▶ **What you are asked to do**: Your task is to copy each line of the material below that includes "radians".

================================

// Copyright 2025 John Brosnihan
//
// Licensed under the Apache License, Version 2.0 (the "License");
// you may not use this file except in compliance with the License.
// You may obtain a copy of the License at
//
//     http://www.apache.org/licenses/LICENSE-2.0
//
// Unless required by applicable law or agreed to in writing, software
// distributed under the License is distributed on an "AS IS" BASIS,
// WITHOUT WARRANTIES OR CONDITIONS OF ANY KIND, either express or implied.
// See the License for the specific language governing permissions and
// limitations under the License.
//! Solver configuration and per-step timing data

use crate::error::{PhysicsError, Result};
use std::f64::consts::PI;

/// Tunable solver parameters
///
/// Defaults follow long-standing values for metre-scaled scenes: objects
/// between 0.1 and 10 units in size, a linear slop of half a centimetre and
/// two degrees of angular slop.
///
/// # Examples
///
/// ```
/// use planar_physics::Settings;
///
/// let settings = Settings::default()
///     .with_velocity_iterations(10)
///     .with_warm_starting(false);
/// assert!(settings.validate().is_ok());
/// ```
#[derive(Debug, Clone, PartialEq)]
pub struct Settings {
    /// Velocity-solver passes per step
    pub velocity_iterations: usize,
    /// Maximum position-correction passes per step
    pub position_iterations: usize,
    /// Reuse last step's impulses as the initial guess
    pub warm_starting: bool,
    /// Linear error below which a constraint counts as satisfied
    pub linear_slop: f64,
    /// Angular error (radians) below which a constraint counts as satisfied
    pub angular_slop: f64,
    /// Largest distance a body may travel in one step
    pub max_translation: f64,
    /// Largest angle (radians) a body may turn in one step
    pub max_rotation: f64,
    /// Solve islands on the rayon pool when the `parallel` feature is enabled
    pub parallel_islands: bool,
}

impl Default for Settings {
    fn default() -> Self {
        Settings {
            velocity_iterations: 8,
            position_iterations: 3,
            warm_starting: true,
            linear_slop: 0.005,
            angular_slop: 2.0 / 180.0 * PI,
            max_translation: 2.0,
            max_rotation: 0.5 * PI,
            parallel_islands: true,
        }
    }
}

impl Settings {
    /// Set the number of velocity passes
    pub fn with_velocity_iterations(mut self, iterations: usize) -> Self {
        self.velocity_iterations = iterations;
        self
    }

    /// Set the maximum number of position passes
    pub fn with_position_iterations(mut self, iterations: usize) -> Self {
        self.position_iterations = iterations;
        self
    }

    /// Enable or disable warm starting
    pub fn with_warm_starting(mut self, enabled: bool) -> Self {
        self.warm_starting = enabled;
        self
    }

    /// Set the linear and angular slop tolerances
    pub fn with_slop(mut self, linear: f64, angular: f64) -> Self {
        self.linear_slop = linear;
        self.angular_slop = angular;
        self
    }

    /// Enable or disable parallel island solving
    pub fn with_parallel_islands(mut self, enabled: bool) -> Self {
        self.parallel_islands = enabled;
        self
    }

    /// Check that every parameter is in range
    pub fn validate(&self) -> Result<()> {
        fn positive(name: &str, value: f64) -> Result<()> {
            if value > 0.0 && value.is_finite() {
                Ok(())
            } else {
                Err(PhysicsError::InvalidSettings(format!(
                    "{} must be positive and finite, got {}",
                    name, value
                )))
            }
        }

        if self.velocity_iterations == 0 {
            return Err(PhysicsError::InvalidSettings(
                "velocity_iterations must be at least 1".to_string(),
            ));
        }
        positive("linear_slop", self.linear_slop)?;
        positive("angular_slop", self.angular_slop)?;
        positive("max_translation", self.max_translation)?;
        positive("max_rotation", self.max_rotation)?;
        Ok(())
    }
}

/// Timing data for one simulation step, shared by every constraint
#[derive(Debug, Clone, Copy, PartialEq)]
pub struct TimeStep {
    /// Step duration
    pub dt: f64,
    /// Inverse step duration
    pub inv_dt: f64,
    /// `dt * previous inv_dt`, scales warm-start impulses for variable steps
    pub dt_ratio: f64,
    /// Velocity passes this step
    pub velocity_iterations: usize,
    /// Position pass cap this step
    pub position_iterations: usize,
    /// Whether accumulated impulses carry over from the previous step
    pub warm_starting: bool,
}

impl TimeStep {
    /// Build the step data for `dt` given the previous step's inverse duration
    ///
    /// # Errors
    ///
    /// Returns [`PhysicsError::InvalidTimeStep`] if `dt` is non-positive, NaN,
    /// or infinite.
    pub fn new(dt: f64, prev_inv_dt: f64, settings: &Settings) -> Result<Self> {
        if dt <= 0.0 || !dt.is_finite() {
            return Err(PhysicsError::InvalidTimeStep(dt));
        }
        Ok(TimeStep {
            dt,
            inv_dt: 1.0 / dt,
            dt_ratio: prev_inv_dt * dt,
            velocity_iterations: settings.velocity_iterations,
            position_iterations: settings.position_iterations,
            warm_starting: settings.warm_starting,
        })
    }
}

================================

▶ **Answer to this task**:
    /// Angular error (radians) below which a constraint counts as satisfied
    /// Largest angle (radians) a body may turn in one step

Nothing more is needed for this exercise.